[Dataset entries]
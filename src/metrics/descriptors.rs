//! Stable metric descriptors advertised by the exporter.
//!
//! The descriptor table is built once as a constant and handed to the
//! collector by reference. Names and label keys form the contract with
//! downstream consumers; only label values vary between scrapes.

use crate::metrics::data::{MetricKind, MetricSample};

/// Name, help text and label schema of one metric.
#[derive(Debug, Clone, Copy, PartialEq, Eq)]
pub struct MetricDescriptor {
    pub name: &'static str,
    pub help: &'static str,
    pub label_keys: &'static [&'static str],
    pub kind: MetricKind,
}

impl MetricDescriptor {
    /// Declare a gauge.
    pub const fn gauge(
        name: &'static str,
        help: &'static str,
        label_keys: &'static [&'static str],
    ) -> Self {
        Self {
            name,
            help,
            label_keys,
            kind: MetricKind::Gauge,
        }
    }

    /// Create a sample of this metric. `label_values` are paired with the
    /// declared label keys in order and must have the same length.
    pub fn sample(&self, label_values: &[&str], value: f64) -> MetricSample {
        debug_assert_eq!(
            label_values.len(),
            self.label_keys.len(),
            "label arity mismatch for {}",
            self.name
        );

        MetricSample {
            name: self.name,
            labels: self
                .label_keys
                .iter()
                .zip(label_values)
                .map(|(key, value)| (*key, (*value).to_string()))
                .collect(),
            value,
            kind: self.kind,
        }
    }

    /// Whether a sample matches this descriptor's name and label schema.
    pub fn accepts(&self, sample: &MetricSample) -> bool {
        sample.name == self.name
            && sample.kind == self.kind
            && sample.labels.len() == self.label_keys.len()
            && sample
                .labels
                .iter()
                .zip(self.label_keys)
                .all(|((key, _), declared)| key == declared)
    }
}

/// The full set of metrics the exporter publishes.
#[derive(Debug)]
pub struct MetricDescriptors {
    pub up: MetricDescriptor,
    pub health_status: MetricDescriptor,
    pub activity_status: MetricDescriptor,
    pub general_stats: MetricDescriptor,
    pub code_demographics: MetricDescriptor,
    pub project_count_demographics: MetricDescriptor,
    pub search_status: MetricDescriptor,
}

impl MetricDescriptors {
    /// All descriptors in advertisement order.
    pub fn all(&self) -> [&MetricDescriptor; 7] {
        [
            &self.up,
            &self.health_status,
            &self.activity_status,
            &self.general_stats,
            &self.code_demographics,
            &self.project_count_demographics,
            &self.search_status,
        ]
    }

    /// Look up a descriptor by metric name.
    pub fn find(&self, name: &str) -> Option<&MetricDescriptor> {
        self.all().into_iter().find(|d| d.name == name)
    }
}

/// Descriptors for the `sonarqube` namespace.
pub static SONARQUBE_METRICS: MetricDescriptors = MetricDescriptors {
    up: MetricDescriptor::gauge("sonarqube_up", "Was the last sonar query successful.", &[]),
    health_status: MetricDescriptor::gauge("sonarqube_health_status", "SonarQube Health Status", &[]),
    activity_status: MetricDescriptor::gauge(
        "sonarqube_activity_status",
        "SonarQube Activity Status",
        &["metric"],
    ),
    general_stats: MetricDescriptor::gauge(
        "sonarqube_general_stats",
        "SonarQube General Statistics",
        &["metric"],
    ),
    code_demographics: MetricDescriptor::gauge(
        "sonarqube_code_demographics",
        "SonarQube Code Demographics",
        &["lang"],
    ),
    project_count_demographics: MetricDescriptor::gauge(
        "sonarqube_project_count_demographics",
        "SonarQube Project Count Demographics",
        &["lang"],
    ),
    search_status: MetricDescriptor::gauge(
        "sonarqube_search_status",
        "SonarQube Search Engine Status",
        &["metric"],
    ),
};

#[cfg(test)]
mod tests {
    use super::*;
    use std::collections::HashSet;

    #[test]
    fn test_names_are_unique_and_namespaced() {
        let names: HashSet<_> = SONARQUBE_METRICS.all().iter().map(|d| d.name).collect();
        assert_eq!(names.len(), 7);
        assert!(names.iter().all(|n| n.starts_with(crate::NAMESPACE)));
    }

    #[test]
    fn test_sample_pairs_labels_in_order() {
        let sample = SONARQUBE_METRICS.code_demographics.sample(&["java"], 1200.0);
        assert_eq!(sample.labels, vec![("lang", "java".to_string())]);
        assert!(SONARQUBE_METRICS.code_demographics.accepts(&sample));
        assert!(!SONARQUBE_METRICS.project_count_demographics.accepts(&sample));
    }

    #[test]
    fn test_find() {
        let descriptor = SONARQUBE_METRICS.find("sonarqube_search_status").unwrap();
        assert_eq!(descriptor.label_keys, &["metric"]);
        assert!(SONARQUBE_METRICS.find("sonarqube_unknown").is_none());
    }
}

*Instructions to follow*.
Every record listed above needs to be written out again exactly.

*Written solution*.
filename src/metrics/descriptors.rs
//! Stable metric descriptors advertised by the exporter.
//!
//! The descriptor table is built once as a constant and handed to the
//! collector by reference. Names and label keys form the contract with
//! downstream consumers; only label values vary between scrapes.

use crate::metrics::data::{MetricKind, MetricSample};

/// Name, help text and label schema of one metric.
#[derive(Debug, Clone, Copy, PartialEq, Eq)]
pub struct MetricDescriptor {
    pub name: &'static str,
    pub help: &'static str,
    pub label_keys: &'static [&'static str],
    pub kind: MetricKind,
}

impl MetricDescriptor {
    /// Declare a gauge.
    pub const fn gauge(
        name: &'static str,
        help: &'static str,
        label_keys: &'static [&'static str],
    ) -> Self {
        Self {
            name,
            help,
            label_keys,
            kind: MetricKind::Gauge,
        }
    }

    /// Create a sample of this metric. `label_values` are paired with the
    /// declared label keys in order and must have the same length.
    pub fn sample(&self, label_values: &[&str], value: f64) -> MetricSample {
        debug_assert_eq!(
            label_values.len(),
            self.label_keys.len(),
            "label arity mismatch for {}",
            self.name
        );

        MetricSample {
            name: self.name,
            labels: self
                .label_keys
                .iter()
                .zip(label_values)
                .map(|(key, value)| (*key, (*value).to_string()))
                .collect(),
            value,
            kind: self.kind,
        }
    }

    /// Whether a sample matches this descriptor's name and label schema.
    pub fn accepts(&self, sample: &MetricSample) -> bool {
        sample.name == self.name
            && sample.kind == self.kind
            && sample.labels.len() == self.label_keys.len()
            && sample
                .labels
                .iter()
                .zip(self.label_keys)
                .all(|((key, _), declared)| key == declared)
    }
}

/// The full set of metrics the exporter publishes.
#[derive(Debug)]
pub struct MetricDescriptors {
    pub up: MetricDescriptor,
    pub health_status: MetricDescriptor,
    pub activity_status: MetricDescriptor,
    pub general_stats: MetricDescriptor,
    pub code_demographics: MetricDescriptor,
    pub project_count_demographics: MetricDescriptor,
    pub search_status: MetricDescriptor,
}

impl MetricDescriptors {
    /// All descriptors in advertisement order.
    pub fn all(&self) -> [&MetricDescriptor; 7] {
        [
            &self.up,
            &self.health_status,
            &self.activity_status,
            &self.general_stats,
            &self.code_demographics,
            &self.project_count_demographics,
            &self.search_status,
        ]
    }

    /// Look up a descriptor by metric name.
    pub fn find(&self, name: &str) -> Option<&MetricDescriptor> {
        self.all().into_iter().find(|d| d.name == name)
    }
}

/// Descriptors for the `sonarqube` namespace.
pub static SONARQUBE_METRICS: MetricDescriptors = MetricDescriptors {
    up: MetricDescriptor::gauge("sonarqube_up", "Was the last sonar query successful.", &[]),
    health_status: MetricDescriptor::gauge("sonarqube_health_status", "SonarQube Health Status", &[]),
    activity_status: MetricDescriptor::gauge(
        "sonarqube_activity_status",
        "SonarQube Activity Status",
        &["metric"],
    ),
    general_stats: MetricDescriptor::gauge(
        "sonarqube_general_stats",
        "SonarQube General Statistics",
        &["metric"],
    ),
    code_demographics: MetricDescriptor::gauge(
        "sonarqube_code_demographics",
        "SonarQube Code Demographics",
        &["lang"],
    ),
    project_count_demographics: MetricDescriptor::gauge(
        "sonarqube_project_count_demographics",
        "SonarQube Project Count Demographics",
        &["lang"],
    ),
    search_status: MetricDescriptor::gauge(
        "sonarqube_search_status",
        "SonarQube Search Engine Status",
        &["metric"],
    ),
};

#[cfg(test)]
mod tests {
    use super::*;
    use std::collections::HashSet;

    #[test]
    fn test_names_are_unique_and_namespaced() {
        let names: HashSet<_> = SONARQUBE_METRICS.all().iter().map(|d| d.name).collect();
        assert_eq!(names.len(), 7);
        assert!(names.iter().all(|n| n.starts_with(crate::NAMESPACE)));
    }

    #[test]
    fn test_sample_pairs_labels_in_order() {
        let sample = SONARQUBE_METRICS.code_demographics.sample(&["java"], 1200.0);
        assert_eq!(sample.labels, vec![("lang", "java".to_string())]);
        assert!(SONARQUBE_METRICS.code_demographics.accepts(&sample));
        assert!(!SONARQUBE_METRICS.project_count_demographics.accepts(&sample));
    }

    #[test]
    fn test_find() {
        let descriptor = SONARQUBE_METRICS.find("sonarqube_search_status").unwrap();
        assert_eq!(descriptor.label_keys, &["metric"]);
        assert!(SONARQUBE_METRICS.find("sonarqube_unknown").is_none());
    }
}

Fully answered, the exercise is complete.